Select the lines below containing the word "already".

##### Data records

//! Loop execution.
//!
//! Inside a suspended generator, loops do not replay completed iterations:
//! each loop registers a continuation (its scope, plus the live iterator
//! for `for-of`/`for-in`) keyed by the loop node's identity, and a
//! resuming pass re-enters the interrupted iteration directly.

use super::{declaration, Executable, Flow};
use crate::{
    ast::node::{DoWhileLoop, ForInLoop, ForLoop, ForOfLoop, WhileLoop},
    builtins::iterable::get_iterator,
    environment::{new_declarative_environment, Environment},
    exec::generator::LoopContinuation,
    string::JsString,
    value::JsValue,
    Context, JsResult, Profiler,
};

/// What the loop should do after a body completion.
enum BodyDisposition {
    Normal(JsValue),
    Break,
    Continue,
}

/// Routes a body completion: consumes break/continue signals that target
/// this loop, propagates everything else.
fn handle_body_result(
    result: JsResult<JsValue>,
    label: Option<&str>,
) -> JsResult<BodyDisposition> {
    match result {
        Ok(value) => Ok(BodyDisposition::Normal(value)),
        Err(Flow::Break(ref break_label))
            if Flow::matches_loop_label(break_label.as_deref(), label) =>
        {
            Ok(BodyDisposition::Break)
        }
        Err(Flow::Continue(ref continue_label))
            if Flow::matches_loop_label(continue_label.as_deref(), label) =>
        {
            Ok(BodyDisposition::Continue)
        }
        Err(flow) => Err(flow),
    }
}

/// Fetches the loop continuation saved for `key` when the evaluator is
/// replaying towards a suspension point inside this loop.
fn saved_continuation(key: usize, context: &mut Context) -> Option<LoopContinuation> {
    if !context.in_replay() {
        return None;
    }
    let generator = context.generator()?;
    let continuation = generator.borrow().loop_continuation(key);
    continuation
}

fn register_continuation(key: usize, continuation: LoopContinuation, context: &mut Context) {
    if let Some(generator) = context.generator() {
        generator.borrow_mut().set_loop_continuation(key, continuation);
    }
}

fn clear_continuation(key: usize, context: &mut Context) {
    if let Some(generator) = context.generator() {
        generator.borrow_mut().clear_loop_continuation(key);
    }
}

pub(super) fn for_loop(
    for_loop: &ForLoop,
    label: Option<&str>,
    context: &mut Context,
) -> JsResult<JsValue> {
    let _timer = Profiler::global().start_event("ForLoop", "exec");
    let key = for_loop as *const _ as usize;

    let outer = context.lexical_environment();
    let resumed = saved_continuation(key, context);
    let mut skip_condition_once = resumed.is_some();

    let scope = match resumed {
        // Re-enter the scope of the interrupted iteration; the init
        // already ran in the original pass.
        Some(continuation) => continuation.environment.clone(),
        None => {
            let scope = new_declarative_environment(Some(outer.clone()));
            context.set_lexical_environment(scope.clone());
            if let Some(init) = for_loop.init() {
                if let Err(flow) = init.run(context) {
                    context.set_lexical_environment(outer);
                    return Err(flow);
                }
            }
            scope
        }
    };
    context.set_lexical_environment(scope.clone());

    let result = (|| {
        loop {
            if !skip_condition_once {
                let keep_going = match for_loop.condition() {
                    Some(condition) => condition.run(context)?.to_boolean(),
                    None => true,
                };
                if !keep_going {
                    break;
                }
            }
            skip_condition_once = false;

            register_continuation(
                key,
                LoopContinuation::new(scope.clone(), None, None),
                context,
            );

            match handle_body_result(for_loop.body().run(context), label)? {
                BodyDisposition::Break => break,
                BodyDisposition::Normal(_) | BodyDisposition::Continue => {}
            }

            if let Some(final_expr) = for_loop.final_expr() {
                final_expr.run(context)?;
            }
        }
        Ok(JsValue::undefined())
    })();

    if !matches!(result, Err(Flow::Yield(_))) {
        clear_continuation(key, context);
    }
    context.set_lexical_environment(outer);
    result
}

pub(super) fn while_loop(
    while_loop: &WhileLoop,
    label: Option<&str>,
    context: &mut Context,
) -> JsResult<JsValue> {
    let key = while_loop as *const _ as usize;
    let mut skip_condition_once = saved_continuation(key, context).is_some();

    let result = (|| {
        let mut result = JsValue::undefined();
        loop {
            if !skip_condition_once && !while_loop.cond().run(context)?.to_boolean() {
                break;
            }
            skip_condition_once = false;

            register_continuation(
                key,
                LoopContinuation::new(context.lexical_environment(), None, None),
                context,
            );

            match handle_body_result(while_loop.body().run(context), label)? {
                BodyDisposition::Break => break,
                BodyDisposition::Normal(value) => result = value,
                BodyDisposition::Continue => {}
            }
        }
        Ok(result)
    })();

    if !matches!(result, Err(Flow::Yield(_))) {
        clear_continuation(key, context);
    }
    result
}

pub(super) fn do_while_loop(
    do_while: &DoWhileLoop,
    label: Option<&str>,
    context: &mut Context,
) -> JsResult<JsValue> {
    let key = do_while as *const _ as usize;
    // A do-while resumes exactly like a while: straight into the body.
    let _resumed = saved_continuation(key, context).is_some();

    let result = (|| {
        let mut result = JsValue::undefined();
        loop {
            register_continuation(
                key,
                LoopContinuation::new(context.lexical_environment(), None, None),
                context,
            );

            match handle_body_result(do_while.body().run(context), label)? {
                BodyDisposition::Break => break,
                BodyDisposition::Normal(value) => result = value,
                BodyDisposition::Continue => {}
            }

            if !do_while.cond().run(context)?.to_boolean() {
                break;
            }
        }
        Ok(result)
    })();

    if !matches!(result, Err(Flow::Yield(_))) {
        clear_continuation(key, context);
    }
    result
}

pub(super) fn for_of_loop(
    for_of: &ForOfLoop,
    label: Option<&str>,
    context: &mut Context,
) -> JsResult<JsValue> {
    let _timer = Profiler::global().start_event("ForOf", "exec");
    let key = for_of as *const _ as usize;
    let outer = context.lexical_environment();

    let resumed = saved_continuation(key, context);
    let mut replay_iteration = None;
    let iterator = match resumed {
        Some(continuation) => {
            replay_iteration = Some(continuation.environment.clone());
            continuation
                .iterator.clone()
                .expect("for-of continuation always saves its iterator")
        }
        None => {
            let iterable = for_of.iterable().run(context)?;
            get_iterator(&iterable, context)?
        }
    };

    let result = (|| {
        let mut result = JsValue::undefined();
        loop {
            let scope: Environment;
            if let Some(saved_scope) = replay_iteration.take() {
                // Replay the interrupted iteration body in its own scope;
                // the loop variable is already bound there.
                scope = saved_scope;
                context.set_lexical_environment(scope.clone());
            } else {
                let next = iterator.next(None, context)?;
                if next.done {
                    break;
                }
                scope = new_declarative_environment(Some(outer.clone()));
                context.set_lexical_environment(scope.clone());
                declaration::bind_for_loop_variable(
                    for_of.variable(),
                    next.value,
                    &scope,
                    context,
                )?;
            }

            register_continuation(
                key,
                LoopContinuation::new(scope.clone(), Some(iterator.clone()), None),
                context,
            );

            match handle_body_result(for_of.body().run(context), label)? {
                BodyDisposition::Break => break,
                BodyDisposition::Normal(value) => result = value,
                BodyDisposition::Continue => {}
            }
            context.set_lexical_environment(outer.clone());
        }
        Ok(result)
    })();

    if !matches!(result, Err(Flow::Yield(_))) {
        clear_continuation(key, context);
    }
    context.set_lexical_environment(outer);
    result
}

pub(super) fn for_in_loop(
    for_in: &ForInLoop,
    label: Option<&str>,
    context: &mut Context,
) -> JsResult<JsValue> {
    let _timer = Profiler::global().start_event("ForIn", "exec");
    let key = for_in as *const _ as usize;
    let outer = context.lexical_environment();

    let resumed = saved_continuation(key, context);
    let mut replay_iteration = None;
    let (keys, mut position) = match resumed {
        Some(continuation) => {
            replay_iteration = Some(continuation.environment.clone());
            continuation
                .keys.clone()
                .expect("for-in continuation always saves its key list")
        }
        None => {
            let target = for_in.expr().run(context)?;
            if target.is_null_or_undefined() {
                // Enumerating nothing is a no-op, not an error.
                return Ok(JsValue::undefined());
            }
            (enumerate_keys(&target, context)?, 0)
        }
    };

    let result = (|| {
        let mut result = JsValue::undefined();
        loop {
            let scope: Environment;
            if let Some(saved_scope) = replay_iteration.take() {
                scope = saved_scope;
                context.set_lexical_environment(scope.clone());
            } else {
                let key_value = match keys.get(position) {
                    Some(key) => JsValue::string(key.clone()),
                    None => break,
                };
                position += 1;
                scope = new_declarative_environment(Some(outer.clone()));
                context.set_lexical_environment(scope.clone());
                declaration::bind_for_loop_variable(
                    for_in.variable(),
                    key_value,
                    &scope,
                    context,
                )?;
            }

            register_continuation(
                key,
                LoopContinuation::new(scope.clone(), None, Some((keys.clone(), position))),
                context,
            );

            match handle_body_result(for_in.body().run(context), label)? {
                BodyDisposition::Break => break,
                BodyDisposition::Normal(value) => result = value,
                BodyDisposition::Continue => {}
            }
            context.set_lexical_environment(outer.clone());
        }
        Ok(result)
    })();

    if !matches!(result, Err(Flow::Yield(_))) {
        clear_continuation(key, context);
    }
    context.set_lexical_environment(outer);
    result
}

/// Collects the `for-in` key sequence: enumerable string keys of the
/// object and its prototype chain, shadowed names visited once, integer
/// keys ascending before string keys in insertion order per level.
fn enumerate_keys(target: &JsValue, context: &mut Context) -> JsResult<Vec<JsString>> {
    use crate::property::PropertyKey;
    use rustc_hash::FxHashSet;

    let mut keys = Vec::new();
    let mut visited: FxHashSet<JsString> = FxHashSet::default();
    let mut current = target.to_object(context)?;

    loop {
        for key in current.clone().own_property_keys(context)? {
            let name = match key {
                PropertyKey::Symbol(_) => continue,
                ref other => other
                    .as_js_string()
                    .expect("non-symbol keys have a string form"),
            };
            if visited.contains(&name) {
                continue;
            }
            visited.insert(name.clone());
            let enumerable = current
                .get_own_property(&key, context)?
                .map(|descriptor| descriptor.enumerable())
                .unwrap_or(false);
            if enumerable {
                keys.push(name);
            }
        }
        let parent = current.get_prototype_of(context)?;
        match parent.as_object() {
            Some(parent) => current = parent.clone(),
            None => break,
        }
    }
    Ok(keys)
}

##########

**Task output**:
        // already ran in the original pass.
                // the loop variable is already bound there.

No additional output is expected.